Well, you have a lot right and are off to a good start.

Incandescent: a screw in light bulb that utilizes a tungsten filament in a vacuum. They are very ineffiecient and is mostly red light and lots of heat.

UVA/UVB: two types of ultraviolet light. If you are getting a UV sterliizer you need to know they are rated at a particular angstrom wavelength. No need to know the diff between the 2 types.

Actinic: a SW bulb that gives light at 460nm. Typically around 10,000K. Very blue.

Infrared: light beyond the visual red light. It can actually shutdown photosynthesis (some studies have concluded). Unless you want to keep some french fries warm, no need to know any more.

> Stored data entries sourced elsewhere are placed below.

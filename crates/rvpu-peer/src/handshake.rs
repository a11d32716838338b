use std::io::{ErrorKind, Read, Write};
use std::time::{Duration, Instant};

use tracing::{debug, warn};

use crate::error::{PeerError, Result};

/// Channel-type tag announcing a remote VPU session.
pub const CHANNEL_TAG_RVPU: u8 = 0x02;

/// Answer sent instead of an echo when the offered tag is not served.
pub const TAG_REJECT: u8 = 0xFF;

/// Configuration for the one-byte channel handshake.
#[derive(Debug, Clone)]
pub struct HandshakeConfig {
    /// Deadline for the whole exchange.
    pub timeout: Duration,
    /// Tag the client offers.
    pub tag: u8,
    /// Tags the server echoes; anything else is answered with [`TAG_REJECT`].
    pub accepted_tags: Vec<u8>,
}

impl Default for HandshakeConfig {
    fn default() -> Self {
        Self {
            timeout: Duration::from_secs(5),
            tag: CHANNEL_TAG_RVPU,
            accepted_tags: vec![CHANNEL_TAG_RVPU],
        }
    }
}

/// Client half: send the channel tag and expect it echoed.
///
/// The stream's read timeout must already be set for the deadline to apply.
pub fn handshake_client<S: Read + Write>(stream: &mut S, config: &HandshakeConfig) -> Result<u8> {
    write_tag(stream, config.tag)?;

    let deadline = Instant::now() + config.timeout;
    let got = read_tag(stream, deadline, config.timeout)?;
    if got != config.tag {
        return Err(PeerError::HandshakeMismatch {
            expected: config.tag,
            got,
        });
    }

    debug!(tag = got, "channel handshake complete");
    Ok(got)
}

/// Server half: read the offered tag, echo it when accepted, reject otherwise.
pub fn handshake_server<S: Read + Write>(stream: &mut S, config: &HandshakeConfig) -> Result<u8> {
    let deadline = Instant::now() + config.timeout;
    let offered = read_tag(stream, deadline, config.timeout)?;

    if !config.accepted_tags.contains(&offered) {
        warn!(tag = offered, "rejecting channel with unsupported tag");
        if let Err(err) = write_tag(stream, TAG_REJECT) {
            debug!(tag = offered, error = %err, "reject answer not delivered");
        }
        return Err(PeerError::UnsupportedTag(offered));
    }

    write_tag(stream, offered)?;
    debug!(tag = offered, "channel handshake accepted");
    Ok(offered)
}

fn write_tag<W: Write>(stream: &mut W, tag: u8) -> Result<()> {
    loop {
        match stream.write(&[tag]) {
            Ok(0) => {
                return Err(PeerError::Disconnected(
                    "connection closed during handshake".to_string(),
                ))
            }
            Ok(_) => break,
            Err(err) if err.kind() == ErrorKind::Interrupted => continue,
            Err(err) => return Err(PeerError::Frame(err.into())),
        }
    }
    stream
        .flush()
        .map_err(|err| PeerError::Frame(err.into()))
}

fn read_tag<R: Read>(stream: &mut R, deadline: Instant, timeout: Duration) -> Result<u8> {
    let mut tag = [0u8; 1];
    loop {
        if Instant::now() >= deadline {
            return Err(PeerError::Timeout(timeout));
        }

        match stream.read(&mut tag) {
            Ok(0) => {
                return Err(PeerError::Disconnected(
                    "connection closed during handshake".to_string(),
                ))
            }
            Ok(_) => return Ok(tag[0]),
            Err(err) if err.kind() == ErrorKind::Interrupted => continue,
            Err(err)
                if err.kind() == ErrorKind::WouldBlock || err.kind() == ErrorKind::TimedOut =>
            {
                continue;
            }
            Err(err) => return Err(PeerError::Frame(err.into())),
        }
    }
}

#[cfg(test)]
mod tests {
    use std::io::Cursor;
    use std::os::unix::net::UnixStream;
    use std::thread;

    use super::*;

    #[test]
    fn successful_handshake() {
        let (mut left, mut right) = UnixStream::pair().unwrap();

        let server =
            thread::spawn(move || handshake_server(&mut left, &HandshakeConfig::default()).unwrap());

        let client = handshake_client(&mut right, &HandshakeConfig::default()).unwrap();
        assert_eq!(client, CHANNEL_TAG_RVPU);
        assert_eq!(server.join().unwrap(), CHANNEL_TAG_RVPU);
    }

    #[test]
    fn unsupported_tag_is_rejected() {
        let (mut left, mut right) = UnixStream::pair().unwrap();

        let server = thread::spawn(move || handshake_server(&mut left, &HandshakeConfig::default()));

        let cfg = HandshakeConfig {
            tag: 0x07,
            ..HandshakeConfig::default()
        };
        let result = handshake_client(&mut right, &cfg);
        assert!(matches!(
            result,
            Err(PeerError::HandshakeMismatch {
                expected: 0x07,
                got: TAG_REJECT
            })
        ));
        assert!(matches!(
            server.join().unwrap(),
            Err(PeerError::UnsupportedTag(0x07))
        ));
    }

    #[test]
    fn wrong_echo_is_mismatch() {
        let mut stream = ScriptedStream::new(&[0x03]);
        let result = handshake_client(&mut stream, &HandshakeConfig::default());
        assert!(matches!(
            result,
            Err(PeerError::HandshakeMismatch {
                expected: CHANNEL_TAG_RVPU,
                got: 0x03
            })
        ));
        assert_eq!(stream.written, vec![CHANNEL_TAG_RVPU]);
    }

    #[test]
    fn closed_peer_is_disconnected() {
        let mut stream = ScriptedStream::new(&[]);
        let result = handshake_client(&mut stream, &HandshakeConfig::default());
        assert!(matches!(result, Err(PeerError::Disconnected(_))));
    }

    #[test]
    fn handshake_timeout() {
        let mut stream = AlwaysTimedOut;
        let cfg = HandshakeConfig {
            timeout: Duration::from_millis(25),
            ..HandshakeConfig::default()
        };
        let result = handshake_client(&mut stream, &cfg);
        assert!(matches!(result, Err(PeerError::Timeout(_))));
    }

    #[test]
    fn server_accepts_extra_tags() {
        let mut stream = ScriptedStream::new(&[0x05]);
        let cfg = HandshakeConfig {
            accepted_tags: vec![CHANNEL_TAG_RVPU, 0x05],
            ..HandshakeConfig::default()
        };
        assert_eq!(handshake_server(&mut stream, &cfg).unwrap(), 0x05);
        assert_eq!(stream.written, vec![0x05]);
    }

    #[test]
    fn rejection_survives_closed_writer() {
        let mut stream = HalfClosed(Cursor::new(vec![0x09]));
        let result = handshake_server(&mut stream, &HandshakeConfig::default());
        assert!(matches!(result, Err(PeerError::UnsupportedTag(0x09))));
    }

    /// Readable, but every write fails as if the peer hung up.
    struct HalfClosed(Cursor<Vec<u8>>);

    impl Read for HalfClosed {
        fn read(&mut self, buf: &mut [u8]) -> std::io::Result<usize> {
            self.0.read(buf)
        }
    }

    impl Write for HalfClosed {
        fn write(&mut self, _buf: &[u8]) -> std::io::Result<usize> {
            Err(std::io::Error::from(ErrorKind::BrokenPipe))
        }

        fn flush(&mut self) -> std::io::Result<()> {
            Ok(())
        }
    }

    struct ScriptedStream {
        input: Cursor<Vec<u8>>,
        written: Vec<u8>,
    }

    impl ScriptedStream {
        fn new(input: &[u8]) -> Self {
            Self {
                input: Cursor::new(input.to_vec()),
                written: Vec::new(),
            }
        }
    }

    impl Read for ScriptedStream {
        fn read(&mut self, buf: &mut [u8]) -> std::io::Result<usize> {
            self.input.read(buf)
        }
    }

    impl Write for ScriptedStream {
        fn write(&mut self, buf: &[u8]) -> std::io::Result<usize> {
            self.written.extend_from_slice(buf);
            Ok(buf.len())
        }

        fn flush(&mut self) -> std::io::Result<()> {
            Ok(())
        }
    }

    struct AlwaysTimedOut;

    impl Read for AlwaysTimedOut {
        fn read(&mut self, _buf: &mut [u8]) -> std::io::Result<usize> {
            thread::sleep(Duration::from_millis(5));
            Err(std::io::Error::from(ErrorKind::TimedOut))
        }
    }

    impl Write for AlwaysTimedOut {
        fn write(&mut self, buf: &[u8]) -> std::io::Result<usize> {
            Ok(buf.len())
        }

        fn flush(&mut self) -> std::io::Result<()> {
            Ok(())
        }
    }
}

Most of the members are from the US and we talk the US gallon. The sticky on watts/gal is US gallons. Usually only applies to NO (normal output) fluorescents.

Kelvins is a temperature scale and it can be compared to a color of light. Different colored light will make your tank appearance different. Nanometers is a wavelenght of light. Visible light is 400 to 700nm. Blue (warmer in kelvin terms) at 400nm to red (cooler in kelvin terms). Red and blue light is most used by plants for photosynthesis and most easliy converted. Plants are more efficient at converting red light but will also make them long and lanky whereas blue will make more bushy and compact.

CRI: Color Rendering Index is how closely a color is represented as its true color in relation to incandesent light. The higher the more true the color will appear.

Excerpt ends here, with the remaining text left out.